En Argentina se consume un promedio de 6,4 kilos de yerba por habitante por año, y está presente en más del 90% de los hogares. Es el país que registra un mayor consumo en términos absolutos, entre 240.000 y 260.000 toneladas cada año, aunque en la vecina Uruguay la ingesta por cápita es mayor: unos 10 kilos por habitante.

Como la música o el dolor, el mate es algo que está en todas partes.

Bebida, o práctica, poco menos que incomprensible para los ojos foráneos, el mate es una tradición ancestral que tiene mucho de traspaso generacional. Se comienza a tomarlo en los hogares, aunque no solamente allí. Decenas de miles de argentinos inicaron su romance con la infusión viendo a sus padres desayunarlo en las madrugadas, antes de salir para el colegio primario, y lo afianzaron en el secundario, cuando tomar mate con compañeros forma parte de uno de los primeros, y más sencillos, gestos de apropiación cultural, de ingreso al mundo adulto. Luego la vida universitaria, tanto como la vida social o más tarde la profesional, afianzarán el vínculo.

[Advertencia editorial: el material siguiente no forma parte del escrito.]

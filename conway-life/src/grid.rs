use crate::error::GridError;
use log::{debug, info, trace};
use std::fmt;
use world_grid::{GridCell, GridSize, Loc, Neighborhood, Random, WorldGrid};

const SEED_OFFSETS: [i32; 3] = [0, 1, -1];
const WIDE_SEED_OFFSETS: [i32; 5] = [-2, 2, -3, 3, -4];
const WIDE_SEED_MIN_CELLS: u32 = 15;

/// Game of Life on a finite grid whose size follows the viewport. Cells
/// past the edges count as dead.
#[derive(Clone, Debug)]
pub struct LifeGrid {
    cell_size: u32,
    grid: WorldGrid<LifeCell>,
}

impl LifeGrid {
    pub fn new(cell_size: u32) -> Result<Self, GridError> {
        if cell_size == 0 {
            return Err(GridError::ZeroCellSize);
        }
        Ok(Self {
            cell_size,
            grid: WorldGrid::new(GridSize::default()),
        })
    }

    pub fn cell_size(&self) -> u32 {
        self.cell_size
    }

    pub fn cols(&self) -> u32 {
        self.grid.size().width
    }

    pub fn rows(&self) -> u32 {
        self.grid.size().height
    }

    /// Pixel width covered by whole cells.
    pub fn width(&self) -> u32 {
        self.cell_size * self.cols()
    }

    pub fn height(&self) -> u32 {
        self.cell_size * self.rows()
    }

    pub fn num_cells(&self) -> usize {
        self.grid.num_cells()
    }

    pub fn population(&self) -> usize {
        self.grid.cells_iter().filter(|cell| cell.alive).count()
    }

    /// Alive flags in row-major order.
    pub fn cells_iter(&self) -> impl DoubleEndedIterator<Item = bool> + Clone + '_ {
        self.grid.cells_iter().map(|cell| cell.alive)
    }

    /// Fits as many whole cells as possible into the pixel size and kills
    /// every cell. Non-positive sizes give an empty grid.
    pub fn resize(&mut self, width: i32, height: i32) {
        let size = GridSize::new(self.cells_along(width), self.cells_along(height));
        self.grid.resize(size);
        info!(
            "Grid resized to {} cells across, {} cells high",
            size.width, size.height
        );
    }

    fn cells_along(&self, pixels: i32) -> u32 {
        pixels.max(0) as u32 / self.cell_size
    }

    pub fn clear(&mut self) {
        self.grid.clear();
    }

    pub fn index(&self, x: u32, y: u32) -> Option<usize> {
        Loc::new(y, x).grid_index(self.grid.size())
    }

    pub fn coords(&self, index: usize) -> Option<(u32, u32)> {
        Loc::from_grid_index(index, self.grid.size()).map(|loc| (loc.col, loc.row))
    }

    /// Replaces the grid contents with a horizontal line through the center:
    /// three cells, or eight once the grid is more than 15 cells both ways.
    /// Cells that would land outside the grid are dropped.
    pub fn setup(&mut self) {
        self.clear();

        let center = Loc::new(self.rows().div_ceil(2), self.cols().div_ceil(2));
        let wide = self.cols() > WIDE_SEED_MIN_CELLS && self.rows() > WIDE_SEED_MIN_CELLS;
        let mut offsets = SEED_OFFSETS.to_vec();
        if wide {
            offsets.extend_from_slice(&WIDE_SEED_OFFSETS);
        }

        let size = self.grid.size();
        for col_offset in offsets {
            match center.offset(0, col_offset) {
                Some(loc) if loc.grid_index(size).is_some() => self.grid.cells[loc].alive = true,
                _ => trace!("Seed cell at column offset {col_offset} is off the grid"),
            }
        }
        debug!("Seeded {} cells", self.population());
    }

    /// Sets each cell alive with the given probability, leaving live cells
    /// alive.
    pub fn add_random_life(
        &mut self,
        rand: &mut Random,
        probability: f64,
    ) -> Result<(), GridError> {
        if !(0.0..=1.0).contains(&probability) {
            return Err(GridError::InvalidProbability(probability));
        }
        for cell in self.grid.cells.cells_iter_mut() {
            if rand.next_bool(probability) {
                cell.alive = true;
            }
        }
        Ok(())
    }

    pub fn live_neighbors(&self, index: usize) -> Result<usize, GridError> {
        let loc = Loc::from_grid_index(index, self.grid.size()).ok_or(GridError::InvalidIndex {
            index,
            len: self.num_cells(),
        })?;
        let neighborhood = Neighborhood::new(&self.grid.cells, loc);
        Ok(LifeCell::num_live_neighbors(&neighborhood))
    }

    pub fn update(&mut self) {
        self.grid.update();
        trace!("Generation updated, population {}", self.population());
    }

    pub fn is_alive(&self, x: i64, y: i64) -> Result<bool, GridError> {
        let loc = self.loc(x, y)?;
        Ok(self.grid.cells[loc].alive)
    }

    pub fn set_alive(&mut self, x: i64, y: i64, alive: bool) -> Result<(), GridError> {
        let loc = self.loc(x, y)?;
        self.grid.cells[loc].alive = alive;
        Ok(())
    }

    /// Flips one cell. Out-of-range coordinates are rejected and leave the
    /// grid untouched.
    pub fn touch_ended(&mut self, x: i64, y: i64) -> Result<(), GridError> {
        let loc = self.loc(x, y)?;
        let cell = &mut self.grid.cells[loc];
        cell.alive = !cell.alive;
        debug!("Toggled cell ({x}, {y}) to {}", if cell.alive { "alive" } else { "dead" });
        Ok(())
    }

    fn loc(&self, x: i64, y: i64) -> Result<Loc, GridError> {
        let invalid = || GridError::InvalidCoordinate {
            x,
            y,
            cols: self.cols(),
            rows: self.rows(),
        };
        let col = u32::try_from(x).map_err(|_| invalid())?;
        let row = u32::try_from(y).map_err(|_| invalid())?;
        let loc = Loc::new(row, col);
        match loc.grid_index(self.grid.size()) {
            Some(_) => Ok(loc),
            None => Err(invalid()),
        }
    }
}

impl fmt::Display for LifeGrid {
    fn fmt(&self, f: &mut fmt::Formatter<'_>) -> fmt::Result {
        if self.grid.size().is_empty() {
            return Ok(());
        }
        let cells: Vec<bool> = self.cells_iter().collect();
        for row in cells.chunks(self.cols() as usize) {
            let line: String = row
                .iter()
                .map(|&alive| if alive { '#' } else { '.' })
                .collect();
            writeln!(f, "{line}")?;
        }
        Ok(())
    }
}

#[derive(Clone, Copy, Debug, Default, PartialEq, Eq)]
pub struct LifeCell {
    pub alive: bool,
}

impl LifeCell {
    fn num_live_neighbors(neighborhood: &Neighborhood<LifeCell>) -> usize {
        let mut result = 0;
        neighborhood.for_neighbor_cells(|neighbor| {
            if neighbor.alive {
                result += 1;
            }
        });
        result
    }
}

impl GridCell for LifeCell {
    fn update(&self, neighborhood: &Neighborhood<LifeCell>, next_cell: &mut LifeCell) {
        let neighbors = Self::num_live_neighbors(neighborhood);
        next_cell.alive = if self.alive {
            (2..=3).contains(&neighbors)
        } else {
            neighbors == 3
        };
    }
}
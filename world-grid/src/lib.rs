#![deny(clippy::all)]
#![forbid(unsafe_code)]

use arrayvec::ArrayVec;
use rand::SeedableRng;
use rand::prelude::*;
use rand::rngs::SmallRng;
use std::fmt::Debug;
use std::mem;
use std::ops::{Index, IndexMut};

/// Double-buffered grid. `update` computes every next cell from the current
/// generation only, then swaps the buffers.
#[derive(Clone, Debug, Default)]
pub struct WorldGrid<C>
where
    C: GridCell,
{
    pub cells: WorldGridCells<C>,
    next_cells: WorldGridCells<C>,
}

impl<C> WorldGrid<C>
where
    C: Debug + GridCell,
{
    pub fn new(size: GridSize) -> Self {
        Self {
            cells: WorldGridCells::new(size),
            next_cells: WorldGridCells::new(size),
        }
    }

    pub fn size(&self) -> GridSize {
        self.cells.size()
    }

    pub fn num_cells(&self) -> usize {
        self.cells.num_cells()
    }

    pub fn cells_iter(&self) -> impl DoubleEndedIterator<Item = &C> + Clone {
        self.cells.cells_iter()
    }

    /// Reallocates both buffers. Every cell comes back as `C::default()`.
    pub fn resize(&mut self, size: GridSize) {
        self.cells = WorldGridCells::new(size);
        self.next_cells = WorldGridCells::new(size);
    }

    pub fn clear(&mut self) {
        self.cells.clear();
    }

    pub fn update(&mut self) {
        self.next_cells.copy_from(&self.cells);
        self.update_cells();
        mem::swap(&mut self.next_cells, &mut self.cells);
    }

    fn update_cells(&mut self) {
        let size = self.size();
        for row in 0..size.height {
            for col in 0..size.width {
                self.update_cell(Loc::new(row, col));
            }
        }
    }

    fn update_cell(&mut self, loc: Loc) {
        let cell = &self.cells[loc];
        let neighborhood = Neighborhood::new(&self.cells, loc);
        let next_cell = &mut self.next_cells[loc];
        cell.update(&neighborhood, next_cell);
    }
}

#[derive(Clone, Debug, Default)]
pub struct WorldGridCells<C>
where
    C: GridCell,
{
    cells: Vec<C>,
    size: GridSize,
}

impl<C> WorldGridCells<C>
where
    C: GridCell,
{
    /// A zero width or height gives an empty store; lookups on it all miss.
    pub fn new(size: GridSize) -> Self {
        Self {
            cells: vec![C::default(); size.num_cells()],
            size,
        }
    }

    pub fn size(&self) -> GridSize {
        self.size
    }

    pub fn num_cells(&self) -> usize {
        self.cells.len()
    }

    pub fn cells_iter(&self) -> impl DoubleEndedIterator<Item = &C> + Clone {
        self.cells.iter()
    }

    pub fn cells_iter_mut(&mut self) -> impl DoubleEndedIterator<Item = &mut C> {
        self.cells.iter_mut()
    }

    pub fn cell(&self, loc: Loc) -> Option<&C> {
        loc.grid_index(self.size).map(|index| &self.cells[index])
    }

    pub fn cell_mut(&mut self, loc: Loc) -> Option<&mut C> {
        loc.grid_index(self.size)
            .map(|index| &mut self.cells[index])
    }

    pub fn cell_at_index(&self, index: usize) -> Option<&C> {
        self.cells.get(index)
    }

    pub fn clear(&mut self) {
        self.cells.fill(C::default());
    }

    pub fn copy_from(&mut self, source: &Self) {
        self.cells.copy_from_slice(&source.cells);
    }
}

impl<C> Index<Loc> for WorldGridCells<C>
where
    C: GridCell,
{
    type Output = C;

    fn index(&self, loc: Loc) -> &Self::Output {
        self.cell(loc)
            .unwrap_or_else(|| panic!("Index indices {}, {} out of bounds", loc.row, loc.col))
    }
}

impl<C> IndexMut<Loc> for WorldGridCells<C>
where
    C: GridCell,
{
    fn index_mut(&mut self, loc: Loc) -> &mut Self::Output {
        self.cell_mut(loc)
            .unwrap_or_else(|| panic!("Index_mut indices {}, {} out of bounds", loc.row, loc.col))
    }
}

pub trait GridCell
where
    Self: Copy + Default,
{
    fn update(&self, neighborhood: &Neighborhood<Self>, next_cell: &mut Self);
}

/// The Moore neighborhood of one cell. Edges do not wrap: neighbors that
/// would fall outside the grid are simply absent.
pub struct Neighborhood<'a, C>
where
    C: GridCell,
{
    cells: &'a WorldGridCells<C>,
    center: Loc,
}

impl<'a, C> Neighborhood<'a, C>
where
    C: GridCell,
{
    const OFFSETS: [(i32, i32); 8] = [
        (-1, -1),
        (-1, 0),
        (-1, 1),
        (0, -1),
        (0, 1),
        (1, -1),
        (1, 0),
        (1, 1),
    ];

    pub fn new(cells: &'a WorldGridCells<C>, center: Loc) -> Self {
        Self { cells, center }
    }

    pub fn center(&self) -> Loc {
        self.center
    }

    pub fn neighbor_locs(&self) -> ArrayVec<Loc, 8> {
        Self::OFFSETS
            .iter()
            .filter_map(|&(row_offset, col_offset)| self.center.offset(row_offset, col_offset))
            .filter(|loc| loc.grid_index(self.cells.size()).is_some())
            .collect()
    }

    pub fn for_neighbor_cells<F>(&self, mut f: F)
    where
        F: FnMut(&C),
    {
        for loc in self.neighbor_locs() {
            f(&self.cells[loc]);
        }
    }
}

#[derive(Clone, Copy, Debug, Default, PartialEq, Eq)]
pub struct GridSize {
    pub width: u32,
    pub height: u32,
}

impl GridSize {
    pub fn new(width: u32, height: u32) -> Self {
        Self { width, height }
    }

    pub fn num_cells(&self) -> usize {
        self.width as usize * self.height as usize
    }

    pub fn is_empty(&self) -> bool {
        self.width == 0 || self.height == 0
    }
}

#[derive(Clone, Copy, Debug, PartialEq, Eq)]
pub struct Loc {
    pub row: u32,
    pub col: u32,
}

impl Loc {
    pub fn new(row: u32, col: u32) -> Self {
        Self { row, col }
    }

    /// Inverse of `grid_index`.
    pub fn from_grid_index(index: usize, size: GridSize) -> Option<Self> {
        if index >= size.num_cells() {
            return None;
        }
        let width = size.width as usize;
        Some(Self::new((index / width) as u32, (index % width) as u32))
    }

    pub fn grid_index(&self, size: GridSize) -> Option<usize> {
        if self.row < size.height && self.col < size.width {
            Some(self.row as usize * size.width as usize + self.col as usize)
        } else {
            None
        }
    }

    /// `None` when the offset would go below zero or overflow.
    pub fn offset(&self, row_offset: i32, col_offset: i32) -> Option<Self> {
        Some(Self::new(
            self.row.checked_add_signed(row_offset)?,
            self.col.checked_add_signed(col_offset)?,
        ))
    }
}

#[derive(Debug)]
pub struct Random {
    rng: SmallRng,
}

impl Random {
    pub fn new() -> Self {
        Self {
            rng: SmallRng::from_rng(&mut rand::rng()),
        }
    }

    pub fn from_seed(seed: u64) -> Self {
        Self {
            rng: SmallRng::seed_from_u64(seed),
        }
    }

    pub fn next_bool(&mut self, p: f64) -> bool {
        self.rng.random_bool(p)
    }
}

impl Default for Random {
    fn default() -> Self {
        Self::new()
    }
}

#[cfg(test)]
mod tests {
    use super::*;

    #[derive(Clone, Copy, Debug, Default, PartialEq)]
    struct CountingCell {
        alive: bool,
        neighbors: usize,
    }

    impl GridCell for CountingCell {
        fn update(&self, neighborhood: &Neighborhood<Self>, next_cell: &mut Self) {
            let mut count = 0;
            neighborhood.for_neighbor_cells(|neighbor| {
                if neighbor.alive {
                    count += 1;
                }
            });
            next_cell.neighbors = count;
        }
    }

    fn full_grid(width: u32, height: u32) -> WorldGrid<CountingCell> {
        let mut grid: WorldGrid<CountingCell> = WorldGrid::new(GridSize::new(width, height));
        for cell in grid.cells.cells_iter_mut() {
            cell.alive = true;
        }
        grid
    }

    #[test]
    fn neighborhood_does_not_wrap() {
        let mut grid = full_grid(4, 3);
        grid.update();

        assert_eq!(grid.cells[Loc::new(0, 0)].neighbors, 3);
        assert_eq!(grid.cells[Loc::new(0, 1)].neighbors, 5);
        assert_eq!(grid.cells[Loc::new(1, 1)].neighbors, 8);
        assert_eq!(grid.cells[Loc::new(2, 3)].neighbors, 3);
    }

    #[test]
    fn neighbor_locs_skip_out_of_bounds() {
        let cells = WorldGridCells::<CountingCell>::new(GridSize::new(3, 3));
        assert_eq!(Neighborhood::new(&cells, Loc::new(0, 0)).neighbor_locs().len(), 3);
        assert_eq!(Neighborhood::new(&cells, Loc::new(1, 1)).neighbor_locs().len(), 8);
        assert_eq!(Neighborhood::new(&cells, Loc::new(2, 1)).neighbor_locs().len(), 5);
    }

    #[test]
    fn update_reads_only_current_generation() {
        let mut grid = full_grid(3, 1);
        grid.update();
        let counts: Vec<usize> = grid.cells_iter().map(|cell| cell.neighbors).collect();
        assert_eq!(counts, vec![1, 2, 1]);
    }

    #[test]
    fn resize_clears_cells() {
        let mut grid = full_grid(3, 3);
        grid.resize(GridSize::new(5, 2));
        assert_eq!(grid.num_cells(), 10);
        assert!(grid.cells_iter().all(|cell| !cell.alive));
    }

    #[test]
    fn empty_grid_updates_without_cells() {
        let mut grid = WorldGrid::<CountingCell>::new(GridSize::new(0, 7));
        grid.update();
        assert_eq!(grid.num_cells(), 0);
        assert!(grid.cells.cell(Loc::new(0, 0)).is_none());
    }

    #[test]
    fn grid_index_round_trips_through_loc() {
        let size = GridSize::new(7, 4);
        let loc = Loc::new(2, 5);
        let index = loc.grid_index(size).unwrap();
        assert_eq!(index, 19);
        assert_eq!(Loc::from_grid_index(index, size), Some(loc));
        assert_eq!(Loc::from_grid_index(28, size), None);
        assert_eq!(Loc::new(4, 0).grid_index(size), None);
    }

    #[test]
    fn offset_rejects_negative_coordinates() {
        assert_eq!(Loc::new(0, 3).offset(-1, 0), None);
        assert_eq!(Loc::new(2, 3).offset(-1, 1), Some(Loc::new(1, 4)));
    }

    #[test]
    fn seeded_random_is_reproducible() {
        let mut a = Random::from_seed(7);
        let mut b = Random::from_seed(7);
        let draws_a: Vec<bool> = (0..32).map(|_| a.next_bool(0.5)).collect();
        let draws_b: Vec<bool> = (0..32).map(|_| b.next_bool(0.5)).collect();
        assert_eq!(draws_a, draws_b);
    }
}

El futbolista Leo Messi, compartiendo un mate con sus hijos. FACEBOOK
El futbolista Leo Messi, compartiendo un mate con sus hijos. FACEBOOK

Hasta antes de la covid-19, compartir el mate —es decir, que un puñado de amigos o conocidos se pasaran el recipiente y aspiraran de la misma bombilla— era una práctica de ninguna manera fuera de la común. Al contrario, buena parte de su encanto reside en esa particularidad, en el hecho de beber del mismo dispositivo con gente cercana, como en tiempos tribales, aún cuando ello implique caer en un grado de intimidad infrecuente. Lo curioso es que a la mayoría de los que muchas veces hicimos eso —en una redacción, en una reunión, en una oficina— seguramente se nos helaría la sangre si tuviésemos que compartir un tenedor con el otro o, todavía peor, un cepillo de dientes. Sin embargo, por alguna razón arcana que no está vinculada a la falta de higiene o a un sedimento barbárico de nuestro ADN, sino a un límite lábil, a un vacío legal en la matriz misma del rito, en algún momento nuestra cultura consideró que la “carga afectiva” del acto colectivo relegaba cualquier atisbo de pulcritud individual. El mate, por consiguiente, naturalizó el tráfico de efluvios bucales sin mayores resistencias, como si, por alguna deriva del pensamiento mágico, eso que sucede allí no importara, o no se notara. Es cierto, no todos compartían la bombilla en tiempos precovid, porque siempre ha habido bebedores con algún escrúpulo que, más racionales que generosos, consideraban que la costumbre de “matear”, aún cuando fuera rica e integradora, no tenía porqué convertirse en una experiencia de intercambio molecular. Ellos tenían su propio equipo de termo y bombilla.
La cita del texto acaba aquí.